┌────────

//! Configuration datastore locations.

use serde::{Deserialize, Serialize};

/// Where the candidate and running configuration snapshots live.
///
/// The storage layer owns both; plugins only see these references.
#[derive(Debug, Clone, Serialize, Deserialize)]
pub struct DatastoreConfig {
    /// Candidate (proposed) configuration database.
    #[serde(default = "default_candidate_db")]
    pub candidate_db: String,
    /// Running (committed) configuration database.
    #[serde(default = "default_running_db")]
    pub running_db: String,
}

impl Default for DatastoreConfig {
    fn default() -> Self {
        Self {
            candidate_db: default_candidate_db(),
            running_db: default_running_db(),
        }
    }
}

fn default_candidate_db() -> String {
    "./db/candidate_db".to_string()
}

fn default_running_db() -> String {
    "./db/running_db".to_string()
}
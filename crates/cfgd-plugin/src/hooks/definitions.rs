//! Hook kinds, hook return signals, and the arguments handed to hooks.

use std::fmt;
use std::sync::Arc;

use serde::{Deserialize, Serialize};

use crate::transaction::context::TransactionContext;

/// Enumeration of the eight optional callbacks a plugin may export.
#[derive(Debug, Clone, Copy, PartialEq, Eq, Hash, Serialize, Deserialize)]
#[serde(rename_all = "snake_case")]
pub enum HookKind {
    // ── Lifecycle ──
    /// Called once right after the plugin is loaded.
    Init,
    /// Called when the host starts, with the daemon's arguments.
    Start,
    /// Called when the host shuts down.
    Exit,
    /// Called to reset system state to its original state.
    Reset,

    // ── Transaction ──
    /// Called before a validate/commit sequence begins.
    Begin,
    /// Called after validation completed successfully, before commit.
    Complete,
    /// Called after a commit sequence completed successfully.
    End,
    /// Called when a validate/commit sequence fails.
    Abort,
}

impl HookKind {
    /// All hook kinds, in hook table order.
    pub const ALL: [HookKind; 8] = [
        Self::Init,
        Self::Start,
        Self::Exit,
        Self::Reset,
        Self::Begin,
        Self::Complete,
        Self::End,
        Self::Abort,
    ];

    /// Returns the exported symbol name a module provides for this hook.
    pub fn symbol(&self) -> &'static str {
        match self {
            Self::Init => "plugin_init",
            Self::Start => "plugin_start",
            Self::Exit => "plugin_exit",
            Self::Reset => "plugin_reset",
            Self::Begin => "transaction_begin",
            Self::Complete => "transaction_complete",
            Self::End => "transaction_end",
            Self::Abort => "transaction_abort",
        }
    }

    /// Resolves an exported symbol name back to its hook kind.
    pub fn from_symbol(symbol: &str) -> Option<Self> {
        Self::ALL.into_iter().find(|kind| kind.symbol() == symbol)
    }

    /// Position of this hook in a hook table.
    pub(crate) fn index(self) -> usize {
        self as usize
    }

    /// Returns whether failures in this hook are logged and skipped
    /// instead of stopping the phase.
    pub fn is_best_effort(&self) -> bool {
        matches!(self, Self::Exit | Self::Abort)
    }
}

impl fmt::Display for HookKind {
    fn fmt(&self, f: &mut fmt::Formatter<'_>) -> fmt::Result {
        f.write_str(self.symbol())
    }
}

/// Integer return signal of a hook: negative means failure, anything else
/// is success (often a count).
#[derive(Debug, Clone, Copy, PartialEq, Eq, Hash, Serialize, Deserialize)]
#[serde(transparent)]
pub struct HookSignal(i32);

impl HookSignal {
    /// Plain success.
    pub const OK: HookSignal = HookSignal(0);
    /// Plain failure.
    pub const FAILED: HookSignal = HookSignal(-1);

    /// Wraps a raw return value.
    pub fn new(value: i32) -> Self {
        Self(value)
    }

    /// Returns the raw value.
    pub fn value(&self) -> i32 {
        self.0
    }

    /// Returns whether the hook signalled failure.
    pub fn is_failure(&self) -> bool {
        self.0 < 0
    }
}

impl From<i32> for HookSignal {
    fn from(value: i32) -> Self {
        Self(value)
    }
}

impl From<bool> for HookSignal {
    fn from(ok: bool) -> Self {
        if ok { Self::OK } else { Self::FAILED }
    }
}

impl fmt::Display for HookSignal {
    fn fmt(&self, f: &mut fmt::Formatter<'_>) -> fmt::Result {
        write!(f, "{}", self.0)
    }
}

/// Arguments passed to a hook next to the plugin's handle.
#[derive(Debug, Clone)]
pub enum HookArgs {
    /// `plugin_init`, `plugin_exit`, `plugin_reset`.
    None,
    /// `plugin_start`: the host's command-line arguments.
    Start(Arc<[String]>),
    /// Transaction hooks: the in-flight transaction.
    Transaction(TransactionContext),
}

impl HookArgs {
    /// Returns the transaction for transaction hooks.
    pub fn transaction(&self) -> Option<&TransactionContext> {
        match self {
            Self::Transaction(ctx) => Some(ctx),
            _ => None,
        }
    }

    /// Returns the start arguments, empty for every other hook.
    pub fn start_args(&self) -> &[String] {
        match self {
            Self::Start(args) => args,
            _ => &[],
        }
    }
}

#[cfg(test)]
mod tests {
    use super::*;

    #[test]
    fn test_symbols_round_trip_through_lookup() {
        for kind in HookKind::ALL {
            assert_eq!(HookKind::from_symbol(kind.symbol()), Some(kind));
        }
        assert_eq!(HookKind::from_symbol("transaction_commit"), None);
    }

    #[test]
    fn test_table_index_matches_all_order() {
        for (i, kind) in HookKind::ALL.into_iter().enumerate() {
            assert_eq!(kind.index(), i);
        }
    }

    #[test]
    fn test_best_effort_hooks() {
        let best_effort: Vec<_> = HookKind::ALL
            .into_iter()
            .filter(HookKind::is_best_effort)
            .collect();
        assert_eq!(best_effort, vec![HookKind::Exit, HookKind::Abort]);
    }

    #[test]
    fn test_signal_convention() {
        assert!(HookSignal::new(-3).is_failure());
        assert!(!HookSignal::new(0).is_failure());
        assert!(!HookSignal::new(7).is_failure());
        assert_eq!(HookSignal::from(false), HookSignal::FAILED);
    }
}
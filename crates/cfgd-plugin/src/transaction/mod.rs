//! Transaction protocol: the in-flight context and the phase orchestrator.

pub mod context;
pub mod orchestrator;

pub use context::{SnapshotRef, TransactionContext, TransactionId, TransactionPhase};
pub use orchestrator::{TransactionError, TransactionOrchestrator};
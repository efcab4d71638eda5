//! Hook table — the optional callbacks a plugin exports, resolved once at load.

use std::future::Future;
use std::sync::Arc;

use futures::future::BoxFuture;

use super::definitions::{HookArgs, HookKind, HookSignal};
use crate::host::PluginHandle;
use crate::module::ExtensionModule;

/// Future returned by a hook invocation.
pub type HookFuture = BoxFuture<'static, HookSignal>;

/// A callable hook.
///
/// Wraps an async closure taking the plugin's handle and the hook arguments.
#[derive(Clone)]
pub struct HookFn {
    /// The hook body.
    func: Arc<dyn Fn(PluginHandle, HookArgs) -> HookFuture + Send + Sync>,
}

impl std::fmt::Debug for HookFn {
    fn fmt(&self, f: &mut std::fmt::Formatter<'_>) -> std::fmt::Result {
        f.debug_struct("HookFn").field("func", &"<closure>").finish()
    }
}

impl HookFn {
    /// Creates a hook from an async closure.
    pub fn new<F, Fut, S>(func: F) -> Self
    where
        F: Fn(PluginHandle, HookArgs) -> Fut + Send + Sync + 'static,
        Fut: Future<Output = S> + Send + 'static,
        S: Into<HookSignal> + 'static,
    {
        Self {
            func: Arc::new(move |handle: PluginHandle, args: HookArgs| -> HookFuture {
                let fut = func(handle, args);
                Box::pin(async move { fut.await.into() })
            }),
        }
    }

    /// Creates a hook from a synchronous closure.
    pub fn from_sync<F, S>(func: F) -> Self
    where
        F: Fn(&PluginHandle, &HookArgs) -> S + Send + Sync + 'static,
        S: Into<HookSignal> + 'static,
    {
        Self {
            func: Arc::new(move |handle: PluginHandle, args: HookArgs| -> HookFuture {
                let signal: HookSignal = func(&handle, &args).into();
                Box::pin(std::future::ready(signal))
            }),
        }
    }

    /// Runs the hook.
    pub(crate) fn call(&self, handle: PluginHandle, args: HookArgs) -> HookFuture {
        (self.func)(handle, args)
    }
}

/// Per-plugin lookup of the eight optional hooks.
///
/// Every slot either holds a callable or is explicitly empty.
#[derive(Debug, Clone, Default)]
pub struct HookTable {
    /// One slot per [`HookKind`], indexed by `HookKind::index`.
    slots: [Option<HookFn>; 8],
}

impl HookTable {
    /// Creates an empty table.
    pub fn new() -> Self {
        Self::default()
    }

    /// Builds a table by asking a module for every hook symbol.
    pub fn resolve(module: &dyn ExtensionModule) -> Self {
        let mut table = Self::new();
        for kind in HookKind::ALL {
            if let Some(hook) = module.resolve(kind.symbol()) {
                table.set(kind, hook);
            }
        }
        table
    }

    /// Installs a hook, replacing any previous one.
    pub fn set(&mut self, kind: HookKind, hook: HookFn) {
        self.slots[kind.index()] = Some(hook);
    }

    /// Returns the hook for `kind`, if present.
    pub fn get(&self, kind: HookKind) -> Option<&HookFn> {
        self.slots[kind.index()].as_ref()
    }

    /// Returns whether a hook is present.
    pub fn has(&self, kind: HookKind) -> bool {
        self.slots[kind.index()].is_some()
    }

    /// Lists the hooks that are present, in table order.
    pub fn present(&self) -> Vec<HookKind> {
        HookKind::ALL
            .into_iter()
            .filter(|kind| self.has(*kind))
            .collect()
    }
}
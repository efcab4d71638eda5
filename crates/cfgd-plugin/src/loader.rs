//! Module loaders — enumerate loadable units in a directory and load them.
//!
//! The registry never touches the filesystem itself; it asks a
//! [`ModuleLoader`] for the units in a directory and for each loaded unit.

use std::collections::HashMap;
use std::path::{Path, PathBuf};
use std::sync::Arc;

use tracing::debug;

use crate::error::{BoxError, PluginError};
use crate::module::ExtensionModule;

/// A loadable unit found in a plugin directory.
#[derive(Debug, Clone, PartialEq, Eq)]
pub struct ModuleUnit {
    /// Plugin name: the file's basename without extension.
    pub name: String,
    /// Full path of the unit.
    pub path: PathBuf,
}

/// Capability supplied by the host for discovering and loading plugins.
pub trait ModuleLoader: Send + Sync + std::fmt::Debug {
    /// File extension (without the dot) of loadable units.
    fn extension(&self) -> &str;

    /// Lists the loadable units in `dir`, sorted by name.
    ///
    /// A missing directory yields no units.
    fn enumerate(&self, dir: &Path) -> Result<Vec<ModuleUnit>, PluginError> {
        scan_directory(dir, self.extension())
    }

    /// Loads one unit.
    fn load(&self, unit: &ModuleUnit) -> Result<Arc<dyn ExtensionModule>, BoxError>;
}

/// Lists regular files in `dir` carrying `extension`, sorted lexically by name.
pub fn scan_directory(dir: &Path, extension: &str) -> Result<Vec<ModuleUnit>, PluginError> {
    let entries = match std::fs::read_dir(dir) {
        Ok(entries) => entries,
        Err(e) if e.kind() == std::io::ErrorKind::NotFound => {
            debug!(dir = %dir.display(), "Plugin directory does not exist");
            return Ok(Vec::new());
        }
        Err(source) => {
            return Err(PluginError::Io {
                path: dir.to_path_buf(),
                source,
            });
        }
    };

    let mut units = Vec::new();
    for entry in entries {
        let entry = entry.map_err(|source| PluginError::Io {
            path: dir.to_path_buf(),
            source,
        })?;
        let path = entry.path();
        if !path.is_file() || path.extension().and_then(|e| e.to_str()) != Some(extension) {
            continue;
        }
        let Some(name) = path.file_stem().and_then(|s| s.to_str()) else {
            debug!(path = %path.display(), "Skipping plugin with non UTF-8 name");
            continue;
        };
        units.push(ModuleUnit {
            name: name.to_string(),
            path,
        });
    }

    units.sort_by(|a, b| a.name.cmp(&b.name));
    Ok(units)
}

/// Loader for compiled-in modules.
///
/// Units are still enumerated from the plugin directory; a unit named
/// `ntp` loads the module registered as `ntp`.
#[derive(Debug, Clone, Default)]
pub struct StaticModuleLoader {
    /// Extension of unit files.
    extension: String,
    /// Module name → module.
    modules: HashMap<String, Arc<dyn ExtensionModule>>,
}

impl StaticModuleLoader {
    /// Creates a loader whose units carry `extension`.
    pub fn new(extension: impl Into<String>) -> Self {
        Self {
            extension: extension.into(),
            modules: HashMap::new(),
        }
    }

    /// Registers a module under `name`.
    pub fn register(&mut self, name: impl Into<String>, module: Arc<dyn ExtensionModule>) {
        self.modules.insert(name.into(), module);
    }

    /// Builder form of [`register`](Self::register).
    pub fn with_module(
        mut self,
        name: impl Into<String>,
        module: impl ExtensionModule + 'static,
    ) -> Self {
        self.register(name, Arc::new(module));
        self
    }
}

impl ModuleLoader for StaticModuleLoader {
    fn extension(&self) -> &str {
        &self.extension
    }

    fn load(&self, unit: &ModuleUnit) -> Result<Arc<dyn ExtensionModule>, BoxError> {
        self.modules
            .get(&unit.name)
            .cloned()
            .ok_or_else(|| format!("no module named '{}' is compiled in", unit.name).into())
    }
}

/// Shared-library loader using `libloading` (feature-gated).
#[cfg(feature = "dynamic")]
pub mod dynamic_loader {
    use std::os::raw::c_char;
    use std::path::PathBuf;
    use std::sync::Arc;

    use tracing::{info, warn};

    use super::{ModuleLoader, ModuleUnit};
    use crate::error::BoxError;
    use crate::ffi::abi::{FfiLifecycleFn, FfiStartFn, FfiTransactionFn};
    use crate::ffi::safety::to_c_strings;
    use crate::hooks::definitions::HookKind;
    use crate::hooks::table::HookFn;
    use crate::host::PluginHandle;
    use crate::module::ExtensionModule;
    use crate::transaction::context::TransactionContext;

    /// Loads plugins from shared libraries (.so / .dll / .dylib).
    #[derive(Debug, Clone)]
    pub struct LibraryLoader {
        /// Extension of library files.
        extension: String,
    }

    impl LibraryLoader {
        /// Creates a loader for the platform's shared library extension.
        pub fn new() -> Self {
            Self::with_extension(std::env::consts::DLL_EXTENSION)
        }

        /// Creates a loader for a custom extension.
        pub fn with_extension(extension: impl Into<String>) -> Self {
            Self {
                extension: extension.into(),
            }
        }
    }

    impl Default for LibraryLoader {
        fn default() -> Self {
            Self::new()
        }
    }

    impl ModuleLoader for LibraryLoader {
        fn extension(&self) -> &str {
            &self.extension
        }

        /// Opens the library.
        ///
        /// This loads arbitrary code into the process; only point the loader
        /// at trusted plugin directories.
        fn load(&self, unit: &ModuleUnit) -> Result<Arc<dyn ExtensionModule>, BoxError> {
            let library = unsafe { libloading::Library::new(&unit.path) }?;

            info!(plugin = %unit.name, path = %unit.path.display(), "Shared library loaded");

            Ok(Arc::new(LibraryModule {
                path: unit.path.clone(),
                library: Arc::new(library),
            }))
        }
    }

    /// A shared library exporting some of the C-ABI hook symbols.
    pub struct LibraryModule {
        /// Library path.
        path: PathBuf,
        /// The library, kept alive by every hook resolved from it.
        library: Arc<libloading::Library>,
    }

    impl std::fmt::Debug for LibraryModule {
        fn fmt(&self, f: &mut std::fmt::Formatter<'_>) -> std::fmt::Result {
            f.debug_struct("LibraryModule")
                .field("path", &self.path)
                .finish()
        }
    }

    impl ExtensionModule for LibraryModule {
        fn resolve(&self, symbol: &str) -> Option<HookFn> {
            let kind = HookKind::from_symbol(symbol)?;
            let library = Arc::clone(&self.library);

            match kind {
                HookKind::Init | HookKind::Exit | HookKind::Reset => {
                    let func: FfiLifecycleFn =
                        unsafe { *self.library.get::<FfiLifecycleFn>(symbol.as_bytes()).ok()? };
                    Some(HookFn::from_sync(move |handle, _args| {
                        let _library = &library;
                        unsafe { func(handle as *const PluginHandle) }
                    }))
                }
                HookKind::Start => {
                    let func: FfiStartFn =
                        unsafe { *self.library.get::<FfiStartFn>(symbol.as_bytes()).ok()? };
                    Some(HookFn::from_sync(move |handle, args| {
                        let _library = &library;
                        let Some(owned) = to_c_strings(args.start_args()) else {
                            warn!(plugin = %handle.name(), "Start argument contains a NUL byte");
                            return -1;
                        };
                        let argv: Vec<*const c_char> = owned.iter().map(|s| s.as_ptr()).collect();
                        unsafe {
                            func(
                                handle as *const PluginHandle,
                                argv.len() as i32,
                                argv.as_ptr(),
                            )
                        }
                    }))
                }
                HookKind::Begin | HookKind::Complete | HookKind::End | HookKind::Abort => {
                    let func: FfiTransactionFn =
                        unsafe { *self.library.get::<FfiTransactionFn>(symbol.as_bytes()).ok()? };
                    Some(HookFn::from_sync(move |handle, args| {
                        let _library = &library;
                        let Some(ctx) = args.transaction() else {
                            return -1;
                        };
                        unsafe {
                            func(
                                handle as *const PluginHandle,
                                ctx as *const TransactionContext,
                            )
                        }
                    }))
                }
            }
        }
    }
}

#[cfg(feature = "dynamic")]
pub use dynamic_loader::LibraryLoader;
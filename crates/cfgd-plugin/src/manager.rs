//! Plugin manager — owns one registry and runs its lifecycle phases.

use std::sync::Arc;

use tracing::{error, info, warn};

use cfgd_core::config::{AppConfig, PluginRole};

use crate::error::PluginError;
use crate::hooks::definitions::{HookArgs, HookKind};
use crate::hooks::dispatcher::{self, PhaseReport};
use crate::host::PluginHost;
use crate::loader::ModuleLoader;
use crate::registry::PluginRegistry;
use crate::transaction::orchestrator::TransactionOrchestrator;

/// Manages the lifecycle of the plugins serving one role: discovery,
/// start, reset and exit. Plugins are never unloaded.
#[derive(Debug)]
pub struct PluginManager {
    /// Shared host handed to hooks.
    host: Arc<PluginHost>,
    /// Loader used for discovery.
    loader: Arc<dyn ModuleLoader>,
}

impl PluginManager {
    /// Creates a manager with an empty registry for `role`.
    pub fn new(config: Arc<AppConfig>, role: PluginRole, loader: Arc<dyn ModuleLoader>) -> Self {
        let registry = Arc::new(PluginRegistry::new(role));
        Self {
            host: PluginHost::new(config, registry),
            loader,
        }
    }

    /// Discovers and initialises every plugin in the role's configured
    /// directory. Returns the number of registered plugins.
    pub async fn load_all(&self) -> Result<usize, PluginError> {
        let registry = self.host.registry();
        let dir = self.host.config().plugins.directory_for(registry.role());

        match registry.discover(dir, self.loader.as_ref(), &self.host).await {
            Ok(count) => {
                info!(role = %registry.role(), count = count, "Plugins loaded");
                Ok(count)
            }
            Err(e) => {
                error!(role = %registry.role(), error = %e, "Plugin discovery failed");
                Err(e)
            }
        }
    }

    /// Runs `plugin_start` with the daemon's arguments, stopping at the
    /// first failure.
    pub async fn start(&self, args: &[String]) -> Result<PhaseReport, PluginError> {
        let args = HookArgs::Start(args.into());
        let report = dispatcher::run_vetoing(&self.host, HookKind::Start, args).await?;
        info!(invoked = report.invoked.len(), "Plugins started");
        Ok(report)
    }

    /// Runs `plugin_reset`, stopping at the first failure.
    pub async fn reset(&self) -> Result<PhaseReport, PluginError> {
        let report = dispatcher::run_vetoing(&self.host, HookKind::Reset, HookArgs::None).await?;
        info!(invoked = report.invoked.len(), "Plugins reset");
        Ok(report)
    }

    /// Runs `plugin_exit` on every plugin. Failures are logged and
    /// collected in the report.
    pub async fn exit(&self) -> PhaseReport {
        let report = dispatcher::run_best_effort(&self.host, HookKind::Exit, HookArgs::None).await;
        if report.is_clean() {
            info!(invoked = report.invoked.len(), "Plugins exited");
        } else {
            warn!(failures = report.suppressed.len(), "Plugins exited with failures");
        }
        report
    }

    /// Returns a transaction orchestrator over this manager's plugins.
    pub fn orchestrator(&self) -> TransactionOrchestrator {
        TransactionOrchestrator::new(Arc::clone(&self.host))
    }

    /// Returns the shared host.
    pub fn host(&self) -> &Arc<PluginHost> {
        &self.host
    }

    /// Returns the plugin registry.
    pub fn registry(&self) -> &Arc<PluginRegistry> {
        self.host.registry()
    }
}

└────────

The task:
Return, exactly and without additions, the lines that run from the one containing "pub fn orchestrator(&self)" to the end of the material above.

Solution for this problem:
    pub fn orchestrator(&self) -> TransactionOrchestrator {
        TransactionOrchestrator::new(Arc::clone(&self.host))
    }

    /// Returns the shared host.
    pub fn host(&self) -> &Arc<PluginHost> {
        &self.host
    }

    /// Returns the plugin registry.
    pub fn registry(&self) -> &Arc<PluginRegistry> {
        self.host.registry()
    }
}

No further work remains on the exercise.